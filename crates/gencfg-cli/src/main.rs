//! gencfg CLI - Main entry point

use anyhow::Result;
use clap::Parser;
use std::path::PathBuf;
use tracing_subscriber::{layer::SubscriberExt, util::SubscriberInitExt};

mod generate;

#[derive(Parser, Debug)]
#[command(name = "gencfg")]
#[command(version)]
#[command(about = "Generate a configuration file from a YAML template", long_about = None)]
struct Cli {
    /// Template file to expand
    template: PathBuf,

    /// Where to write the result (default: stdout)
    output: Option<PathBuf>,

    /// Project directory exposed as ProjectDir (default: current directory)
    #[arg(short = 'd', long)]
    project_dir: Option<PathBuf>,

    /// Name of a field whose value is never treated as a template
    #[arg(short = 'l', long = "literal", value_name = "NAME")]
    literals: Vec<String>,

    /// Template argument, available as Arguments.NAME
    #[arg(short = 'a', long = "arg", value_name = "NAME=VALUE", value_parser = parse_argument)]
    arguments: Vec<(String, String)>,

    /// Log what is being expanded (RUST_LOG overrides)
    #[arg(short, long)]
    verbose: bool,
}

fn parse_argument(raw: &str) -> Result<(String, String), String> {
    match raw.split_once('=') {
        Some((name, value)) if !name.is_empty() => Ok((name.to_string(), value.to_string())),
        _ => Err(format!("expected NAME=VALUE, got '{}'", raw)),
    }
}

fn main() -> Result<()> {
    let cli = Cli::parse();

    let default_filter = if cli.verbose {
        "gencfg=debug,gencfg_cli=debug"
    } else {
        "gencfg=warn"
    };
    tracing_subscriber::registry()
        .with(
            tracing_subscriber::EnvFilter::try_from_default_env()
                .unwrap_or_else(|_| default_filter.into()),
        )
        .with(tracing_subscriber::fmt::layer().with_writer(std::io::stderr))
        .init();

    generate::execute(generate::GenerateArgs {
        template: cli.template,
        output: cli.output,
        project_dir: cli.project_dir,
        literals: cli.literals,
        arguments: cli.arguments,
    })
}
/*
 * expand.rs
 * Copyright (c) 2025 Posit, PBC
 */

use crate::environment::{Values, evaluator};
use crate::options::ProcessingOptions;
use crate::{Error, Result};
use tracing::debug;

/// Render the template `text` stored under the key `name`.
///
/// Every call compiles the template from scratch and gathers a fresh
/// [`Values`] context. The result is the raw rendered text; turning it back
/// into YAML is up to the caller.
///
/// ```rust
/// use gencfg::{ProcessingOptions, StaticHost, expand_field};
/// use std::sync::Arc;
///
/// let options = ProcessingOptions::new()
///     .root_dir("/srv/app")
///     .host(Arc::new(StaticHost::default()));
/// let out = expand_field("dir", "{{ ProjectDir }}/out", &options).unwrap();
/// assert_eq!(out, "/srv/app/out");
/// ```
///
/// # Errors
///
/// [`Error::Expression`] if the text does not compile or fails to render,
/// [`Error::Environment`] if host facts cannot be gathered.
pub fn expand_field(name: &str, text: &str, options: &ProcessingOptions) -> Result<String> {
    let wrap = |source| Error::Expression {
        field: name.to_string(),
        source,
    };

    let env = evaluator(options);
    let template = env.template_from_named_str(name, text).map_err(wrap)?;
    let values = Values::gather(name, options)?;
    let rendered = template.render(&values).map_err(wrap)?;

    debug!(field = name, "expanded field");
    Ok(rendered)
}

□ □ □

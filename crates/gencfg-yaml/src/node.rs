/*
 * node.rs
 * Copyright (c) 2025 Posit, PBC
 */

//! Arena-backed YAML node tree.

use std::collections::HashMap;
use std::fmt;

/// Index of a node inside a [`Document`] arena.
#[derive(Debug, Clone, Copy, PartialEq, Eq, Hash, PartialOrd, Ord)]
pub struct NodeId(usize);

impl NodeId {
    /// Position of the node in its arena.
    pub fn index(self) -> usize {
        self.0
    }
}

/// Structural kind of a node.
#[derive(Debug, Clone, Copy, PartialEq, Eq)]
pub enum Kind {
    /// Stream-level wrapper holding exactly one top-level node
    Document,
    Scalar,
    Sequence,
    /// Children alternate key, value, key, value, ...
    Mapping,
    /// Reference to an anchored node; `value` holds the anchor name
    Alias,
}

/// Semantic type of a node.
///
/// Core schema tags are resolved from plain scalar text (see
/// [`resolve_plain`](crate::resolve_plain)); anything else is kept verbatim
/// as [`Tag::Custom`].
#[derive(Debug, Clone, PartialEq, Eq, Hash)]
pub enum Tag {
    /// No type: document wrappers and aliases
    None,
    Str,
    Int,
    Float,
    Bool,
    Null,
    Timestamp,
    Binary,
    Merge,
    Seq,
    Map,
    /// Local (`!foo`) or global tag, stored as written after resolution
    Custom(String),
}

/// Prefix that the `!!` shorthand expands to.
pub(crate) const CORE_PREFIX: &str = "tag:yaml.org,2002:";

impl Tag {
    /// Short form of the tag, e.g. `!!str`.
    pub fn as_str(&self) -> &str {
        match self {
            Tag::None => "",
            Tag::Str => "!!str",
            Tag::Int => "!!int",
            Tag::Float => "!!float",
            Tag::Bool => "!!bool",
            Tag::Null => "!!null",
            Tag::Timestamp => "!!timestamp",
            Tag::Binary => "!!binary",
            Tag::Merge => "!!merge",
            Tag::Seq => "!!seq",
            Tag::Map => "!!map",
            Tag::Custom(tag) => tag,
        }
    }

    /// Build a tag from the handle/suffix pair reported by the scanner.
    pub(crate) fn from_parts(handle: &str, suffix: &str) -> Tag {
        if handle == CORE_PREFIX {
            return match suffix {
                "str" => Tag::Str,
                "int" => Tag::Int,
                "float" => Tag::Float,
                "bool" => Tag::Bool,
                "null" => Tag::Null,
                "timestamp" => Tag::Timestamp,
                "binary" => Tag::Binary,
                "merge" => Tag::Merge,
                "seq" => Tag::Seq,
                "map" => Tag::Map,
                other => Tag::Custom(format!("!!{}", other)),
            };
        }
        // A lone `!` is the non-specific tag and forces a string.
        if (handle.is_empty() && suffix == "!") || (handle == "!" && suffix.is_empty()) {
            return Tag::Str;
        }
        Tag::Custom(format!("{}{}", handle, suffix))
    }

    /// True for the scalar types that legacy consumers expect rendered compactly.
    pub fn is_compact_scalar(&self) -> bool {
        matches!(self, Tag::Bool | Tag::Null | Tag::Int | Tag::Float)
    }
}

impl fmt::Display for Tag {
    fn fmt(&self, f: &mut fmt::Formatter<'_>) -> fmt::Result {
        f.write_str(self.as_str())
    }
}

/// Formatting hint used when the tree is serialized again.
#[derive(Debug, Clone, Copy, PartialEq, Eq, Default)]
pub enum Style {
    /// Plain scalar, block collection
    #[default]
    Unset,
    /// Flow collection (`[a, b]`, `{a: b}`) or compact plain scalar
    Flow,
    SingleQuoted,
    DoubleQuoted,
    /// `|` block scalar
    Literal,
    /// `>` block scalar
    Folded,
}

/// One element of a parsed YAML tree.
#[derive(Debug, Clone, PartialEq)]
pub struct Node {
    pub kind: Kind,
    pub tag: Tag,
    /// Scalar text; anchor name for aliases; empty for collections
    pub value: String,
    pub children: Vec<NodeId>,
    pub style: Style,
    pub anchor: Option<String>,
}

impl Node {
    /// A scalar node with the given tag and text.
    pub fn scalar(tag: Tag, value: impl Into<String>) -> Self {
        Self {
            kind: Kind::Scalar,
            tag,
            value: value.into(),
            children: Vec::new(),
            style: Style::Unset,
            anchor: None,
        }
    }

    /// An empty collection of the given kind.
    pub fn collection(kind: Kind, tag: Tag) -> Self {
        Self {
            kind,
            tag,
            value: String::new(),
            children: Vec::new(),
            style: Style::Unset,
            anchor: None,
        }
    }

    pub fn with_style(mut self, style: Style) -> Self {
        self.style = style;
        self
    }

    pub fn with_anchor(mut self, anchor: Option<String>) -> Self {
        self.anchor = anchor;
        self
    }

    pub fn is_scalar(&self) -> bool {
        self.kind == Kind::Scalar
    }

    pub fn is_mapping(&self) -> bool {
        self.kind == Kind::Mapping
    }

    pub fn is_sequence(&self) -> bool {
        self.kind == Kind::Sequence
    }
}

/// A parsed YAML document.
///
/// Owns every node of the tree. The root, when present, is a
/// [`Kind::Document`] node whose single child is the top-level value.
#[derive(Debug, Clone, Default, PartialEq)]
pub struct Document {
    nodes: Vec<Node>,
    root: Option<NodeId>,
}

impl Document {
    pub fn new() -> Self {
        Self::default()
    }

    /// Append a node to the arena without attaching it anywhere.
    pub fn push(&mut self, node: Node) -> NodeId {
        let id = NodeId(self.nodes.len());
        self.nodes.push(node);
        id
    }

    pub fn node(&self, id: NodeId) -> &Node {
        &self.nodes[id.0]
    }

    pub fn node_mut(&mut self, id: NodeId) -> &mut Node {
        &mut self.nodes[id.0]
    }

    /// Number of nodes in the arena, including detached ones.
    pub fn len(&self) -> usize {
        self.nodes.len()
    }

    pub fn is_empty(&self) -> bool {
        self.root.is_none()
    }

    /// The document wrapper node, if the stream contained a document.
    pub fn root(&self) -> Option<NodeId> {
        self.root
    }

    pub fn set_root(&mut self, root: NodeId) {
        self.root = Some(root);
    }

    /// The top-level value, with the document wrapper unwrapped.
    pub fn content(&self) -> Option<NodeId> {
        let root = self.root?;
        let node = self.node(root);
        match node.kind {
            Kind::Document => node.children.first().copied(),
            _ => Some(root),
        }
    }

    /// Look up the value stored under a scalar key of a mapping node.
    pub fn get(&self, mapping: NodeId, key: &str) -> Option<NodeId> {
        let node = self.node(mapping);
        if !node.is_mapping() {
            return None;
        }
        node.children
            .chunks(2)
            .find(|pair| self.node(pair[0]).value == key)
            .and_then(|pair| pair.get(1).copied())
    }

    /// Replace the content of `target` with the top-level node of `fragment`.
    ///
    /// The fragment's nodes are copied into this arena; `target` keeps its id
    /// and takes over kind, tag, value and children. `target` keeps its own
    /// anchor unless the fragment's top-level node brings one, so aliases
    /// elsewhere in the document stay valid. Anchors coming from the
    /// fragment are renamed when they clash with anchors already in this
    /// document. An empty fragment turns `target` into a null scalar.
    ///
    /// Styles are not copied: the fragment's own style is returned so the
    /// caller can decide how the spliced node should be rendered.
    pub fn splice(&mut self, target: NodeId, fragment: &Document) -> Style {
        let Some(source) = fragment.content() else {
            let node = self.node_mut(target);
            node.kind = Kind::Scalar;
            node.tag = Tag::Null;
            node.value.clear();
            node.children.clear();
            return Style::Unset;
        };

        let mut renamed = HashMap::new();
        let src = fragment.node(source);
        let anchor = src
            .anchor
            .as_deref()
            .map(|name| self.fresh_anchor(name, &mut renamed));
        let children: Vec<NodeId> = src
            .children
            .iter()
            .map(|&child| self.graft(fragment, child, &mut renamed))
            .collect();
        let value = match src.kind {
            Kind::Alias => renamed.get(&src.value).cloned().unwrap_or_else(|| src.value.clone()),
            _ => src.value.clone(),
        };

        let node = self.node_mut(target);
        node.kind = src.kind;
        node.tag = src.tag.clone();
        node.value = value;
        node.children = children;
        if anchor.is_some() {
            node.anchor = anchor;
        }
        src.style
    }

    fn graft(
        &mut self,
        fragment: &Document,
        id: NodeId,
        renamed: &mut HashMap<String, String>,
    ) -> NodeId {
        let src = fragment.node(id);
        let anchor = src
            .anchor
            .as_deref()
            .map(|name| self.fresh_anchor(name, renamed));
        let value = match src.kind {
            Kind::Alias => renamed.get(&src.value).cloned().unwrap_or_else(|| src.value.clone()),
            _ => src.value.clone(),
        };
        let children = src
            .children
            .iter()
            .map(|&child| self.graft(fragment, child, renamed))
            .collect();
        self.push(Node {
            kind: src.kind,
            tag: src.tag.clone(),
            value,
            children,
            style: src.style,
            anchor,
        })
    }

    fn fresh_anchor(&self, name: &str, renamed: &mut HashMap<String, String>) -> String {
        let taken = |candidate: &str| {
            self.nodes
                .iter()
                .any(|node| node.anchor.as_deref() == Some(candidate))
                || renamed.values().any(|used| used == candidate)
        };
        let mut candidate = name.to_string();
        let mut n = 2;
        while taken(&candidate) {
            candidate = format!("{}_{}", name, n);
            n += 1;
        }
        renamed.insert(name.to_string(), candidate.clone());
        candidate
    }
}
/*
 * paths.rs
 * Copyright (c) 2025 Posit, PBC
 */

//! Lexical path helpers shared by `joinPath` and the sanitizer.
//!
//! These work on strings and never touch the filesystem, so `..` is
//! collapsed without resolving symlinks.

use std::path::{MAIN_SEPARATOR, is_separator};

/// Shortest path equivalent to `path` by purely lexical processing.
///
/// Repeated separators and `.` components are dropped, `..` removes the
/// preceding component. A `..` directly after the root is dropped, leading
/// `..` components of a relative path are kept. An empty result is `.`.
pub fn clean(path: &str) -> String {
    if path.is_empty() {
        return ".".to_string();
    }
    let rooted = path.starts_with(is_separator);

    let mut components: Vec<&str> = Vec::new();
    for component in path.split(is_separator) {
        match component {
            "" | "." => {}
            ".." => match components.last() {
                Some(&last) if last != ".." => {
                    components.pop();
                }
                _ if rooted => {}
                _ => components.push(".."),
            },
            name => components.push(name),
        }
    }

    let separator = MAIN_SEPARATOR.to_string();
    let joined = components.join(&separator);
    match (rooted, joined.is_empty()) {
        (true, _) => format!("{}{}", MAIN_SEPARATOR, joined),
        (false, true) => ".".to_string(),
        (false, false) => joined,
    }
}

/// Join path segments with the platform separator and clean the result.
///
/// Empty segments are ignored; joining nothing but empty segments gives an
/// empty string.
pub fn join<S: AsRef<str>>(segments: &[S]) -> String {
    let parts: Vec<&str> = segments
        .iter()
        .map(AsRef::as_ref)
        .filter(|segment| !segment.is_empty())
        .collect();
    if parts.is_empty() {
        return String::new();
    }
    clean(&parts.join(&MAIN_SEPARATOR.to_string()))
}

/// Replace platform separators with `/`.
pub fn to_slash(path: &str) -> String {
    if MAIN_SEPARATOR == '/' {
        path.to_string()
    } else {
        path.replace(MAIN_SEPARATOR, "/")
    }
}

□ □ □

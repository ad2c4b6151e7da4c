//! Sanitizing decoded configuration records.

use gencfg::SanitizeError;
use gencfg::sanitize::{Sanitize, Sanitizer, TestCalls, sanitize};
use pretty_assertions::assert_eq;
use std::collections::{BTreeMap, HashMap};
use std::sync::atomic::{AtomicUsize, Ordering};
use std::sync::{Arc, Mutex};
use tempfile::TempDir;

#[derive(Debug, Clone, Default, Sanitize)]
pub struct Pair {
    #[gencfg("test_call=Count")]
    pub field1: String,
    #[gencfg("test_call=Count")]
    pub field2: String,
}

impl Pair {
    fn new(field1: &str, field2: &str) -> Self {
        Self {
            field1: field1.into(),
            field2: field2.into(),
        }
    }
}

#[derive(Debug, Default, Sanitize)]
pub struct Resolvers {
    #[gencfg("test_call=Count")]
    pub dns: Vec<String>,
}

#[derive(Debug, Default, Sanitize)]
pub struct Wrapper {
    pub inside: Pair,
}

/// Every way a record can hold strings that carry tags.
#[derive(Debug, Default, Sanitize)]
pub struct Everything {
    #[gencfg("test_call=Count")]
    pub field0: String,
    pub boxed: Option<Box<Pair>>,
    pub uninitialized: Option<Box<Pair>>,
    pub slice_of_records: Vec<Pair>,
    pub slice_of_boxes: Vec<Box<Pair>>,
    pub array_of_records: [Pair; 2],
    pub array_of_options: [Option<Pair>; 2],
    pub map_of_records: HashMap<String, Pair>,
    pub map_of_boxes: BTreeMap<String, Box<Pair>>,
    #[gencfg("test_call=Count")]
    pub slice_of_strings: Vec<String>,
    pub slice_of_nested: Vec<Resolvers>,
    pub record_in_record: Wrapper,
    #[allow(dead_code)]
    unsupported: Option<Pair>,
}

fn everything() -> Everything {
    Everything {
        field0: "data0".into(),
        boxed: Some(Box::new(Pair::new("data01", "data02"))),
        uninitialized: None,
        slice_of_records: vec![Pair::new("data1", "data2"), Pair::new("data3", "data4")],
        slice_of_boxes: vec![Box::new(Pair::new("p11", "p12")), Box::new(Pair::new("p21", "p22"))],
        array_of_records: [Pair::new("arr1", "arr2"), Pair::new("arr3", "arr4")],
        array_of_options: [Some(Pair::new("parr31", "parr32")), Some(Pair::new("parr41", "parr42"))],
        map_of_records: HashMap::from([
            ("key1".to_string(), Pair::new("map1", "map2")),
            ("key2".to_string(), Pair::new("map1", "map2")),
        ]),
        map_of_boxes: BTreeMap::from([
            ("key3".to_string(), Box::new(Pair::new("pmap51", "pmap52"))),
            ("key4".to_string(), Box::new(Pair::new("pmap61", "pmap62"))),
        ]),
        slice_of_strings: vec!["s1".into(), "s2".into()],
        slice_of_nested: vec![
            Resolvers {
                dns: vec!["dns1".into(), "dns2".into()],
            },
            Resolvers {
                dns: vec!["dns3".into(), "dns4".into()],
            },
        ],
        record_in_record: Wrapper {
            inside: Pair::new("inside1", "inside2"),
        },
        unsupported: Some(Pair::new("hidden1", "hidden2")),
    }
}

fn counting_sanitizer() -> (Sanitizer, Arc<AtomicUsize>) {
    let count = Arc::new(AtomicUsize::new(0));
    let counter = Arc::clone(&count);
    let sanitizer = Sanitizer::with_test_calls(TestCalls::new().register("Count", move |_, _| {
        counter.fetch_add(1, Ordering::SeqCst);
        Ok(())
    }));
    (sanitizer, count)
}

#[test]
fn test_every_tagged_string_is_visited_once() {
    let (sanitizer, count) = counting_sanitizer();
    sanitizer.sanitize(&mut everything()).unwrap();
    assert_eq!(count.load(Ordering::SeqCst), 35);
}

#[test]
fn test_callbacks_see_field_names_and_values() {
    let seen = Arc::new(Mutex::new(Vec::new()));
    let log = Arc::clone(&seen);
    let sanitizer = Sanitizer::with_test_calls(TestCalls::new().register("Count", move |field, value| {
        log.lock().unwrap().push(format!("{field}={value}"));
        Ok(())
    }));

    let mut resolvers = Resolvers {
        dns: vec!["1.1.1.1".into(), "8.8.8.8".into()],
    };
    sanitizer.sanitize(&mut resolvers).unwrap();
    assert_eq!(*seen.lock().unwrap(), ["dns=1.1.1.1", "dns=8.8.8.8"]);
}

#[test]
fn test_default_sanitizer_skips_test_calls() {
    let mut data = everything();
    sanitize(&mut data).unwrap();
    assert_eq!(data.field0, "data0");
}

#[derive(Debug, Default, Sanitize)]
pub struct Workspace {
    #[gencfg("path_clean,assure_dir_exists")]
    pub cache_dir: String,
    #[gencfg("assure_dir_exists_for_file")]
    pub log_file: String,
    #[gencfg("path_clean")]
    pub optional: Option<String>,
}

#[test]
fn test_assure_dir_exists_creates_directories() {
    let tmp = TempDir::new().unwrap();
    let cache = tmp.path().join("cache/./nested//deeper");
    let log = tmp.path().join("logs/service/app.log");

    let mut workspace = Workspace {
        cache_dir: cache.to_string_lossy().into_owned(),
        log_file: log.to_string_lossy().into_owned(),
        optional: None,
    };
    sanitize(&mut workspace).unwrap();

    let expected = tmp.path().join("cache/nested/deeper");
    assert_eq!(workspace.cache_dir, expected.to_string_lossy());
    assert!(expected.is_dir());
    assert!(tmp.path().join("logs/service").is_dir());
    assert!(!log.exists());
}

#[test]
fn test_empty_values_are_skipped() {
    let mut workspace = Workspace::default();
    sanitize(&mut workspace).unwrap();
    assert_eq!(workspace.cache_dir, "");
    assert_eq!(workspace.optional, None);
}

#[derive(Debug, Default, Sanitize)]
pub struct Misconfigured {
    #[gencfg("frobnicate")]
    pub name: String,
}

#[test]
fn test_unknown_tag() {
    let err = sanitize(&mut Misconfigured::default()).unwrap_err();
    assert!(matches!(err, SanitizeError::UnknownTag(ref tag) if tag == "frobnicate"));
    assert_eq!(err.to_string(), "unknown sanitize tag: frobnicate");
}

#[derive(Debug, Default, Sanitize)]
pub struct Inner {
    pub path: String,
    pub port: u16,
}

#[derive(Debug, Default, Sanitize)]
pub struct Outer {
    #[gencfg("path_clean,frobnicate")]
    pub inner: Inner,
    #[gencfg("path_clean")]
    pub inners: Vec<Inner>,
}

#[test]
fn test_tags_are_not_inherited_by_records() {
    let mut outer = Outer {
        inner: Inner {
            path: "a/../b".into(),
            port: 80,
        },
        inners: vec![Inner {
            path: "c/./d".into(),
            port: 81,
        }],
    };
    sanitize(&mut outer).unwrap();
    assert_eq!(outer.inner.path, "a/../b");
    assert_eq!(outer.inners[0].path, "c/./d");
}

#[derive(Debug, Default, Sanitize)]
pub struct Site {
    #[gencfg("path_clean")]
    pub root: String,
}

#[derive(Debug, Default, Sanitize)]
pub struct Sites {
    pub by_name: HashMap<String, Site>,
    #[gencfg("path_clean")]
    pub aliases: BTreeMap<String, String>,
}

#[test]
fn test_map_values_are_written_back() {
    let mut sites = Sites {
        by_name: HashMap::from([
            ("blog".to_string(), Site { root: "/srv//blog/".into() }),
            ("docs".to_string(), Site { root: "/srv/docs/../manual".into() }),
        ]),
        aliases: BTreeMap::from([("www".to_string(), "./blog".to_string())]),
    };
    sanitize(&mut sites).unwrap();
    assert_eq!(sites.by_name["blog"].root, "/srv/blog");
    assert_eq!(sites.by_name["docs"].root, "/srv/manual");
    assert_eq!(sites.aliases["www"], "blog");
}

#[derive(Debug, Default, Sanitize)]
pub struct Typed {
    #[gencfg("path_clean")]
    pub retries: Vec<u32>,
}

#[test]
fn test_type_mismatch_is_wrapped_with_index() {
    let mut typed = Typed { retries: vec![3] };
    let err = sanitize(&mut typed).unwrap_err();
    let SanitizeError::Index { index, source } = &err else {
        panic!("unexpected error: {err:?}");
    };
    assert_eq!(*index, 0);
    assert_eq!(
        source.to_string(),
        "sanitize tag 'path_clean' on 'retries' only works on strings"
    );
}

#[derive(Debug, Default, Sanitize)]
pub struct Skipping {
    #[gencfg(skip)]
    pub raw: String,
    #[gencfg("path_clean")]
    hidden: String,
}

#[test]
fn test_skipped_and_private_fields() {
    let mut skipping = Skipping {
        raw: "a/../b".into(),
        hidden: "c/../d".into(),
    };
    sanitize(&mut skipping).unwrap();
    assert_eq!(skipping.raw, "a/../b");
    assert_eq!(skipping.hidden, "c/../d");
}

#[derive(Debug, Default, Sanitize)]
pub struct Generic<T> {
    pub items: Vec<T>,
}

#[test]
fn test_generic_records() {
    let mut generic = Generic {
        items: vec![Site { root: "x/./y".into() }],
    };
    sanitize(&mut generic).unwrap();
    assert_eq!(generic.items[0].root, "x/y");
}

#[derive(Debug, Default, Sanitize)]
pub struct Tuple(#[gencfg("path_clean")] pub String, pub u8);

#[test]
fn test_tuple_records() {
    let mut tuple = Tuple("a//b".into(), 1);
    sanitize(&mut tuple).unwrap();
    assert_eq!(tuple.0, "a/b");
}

□ □ □

**WORK INSTRUCTION**:
Using the data above, count the lines that include "suffix" and write the number alone.

**ANSWER TO THIS PROBLEM**:
5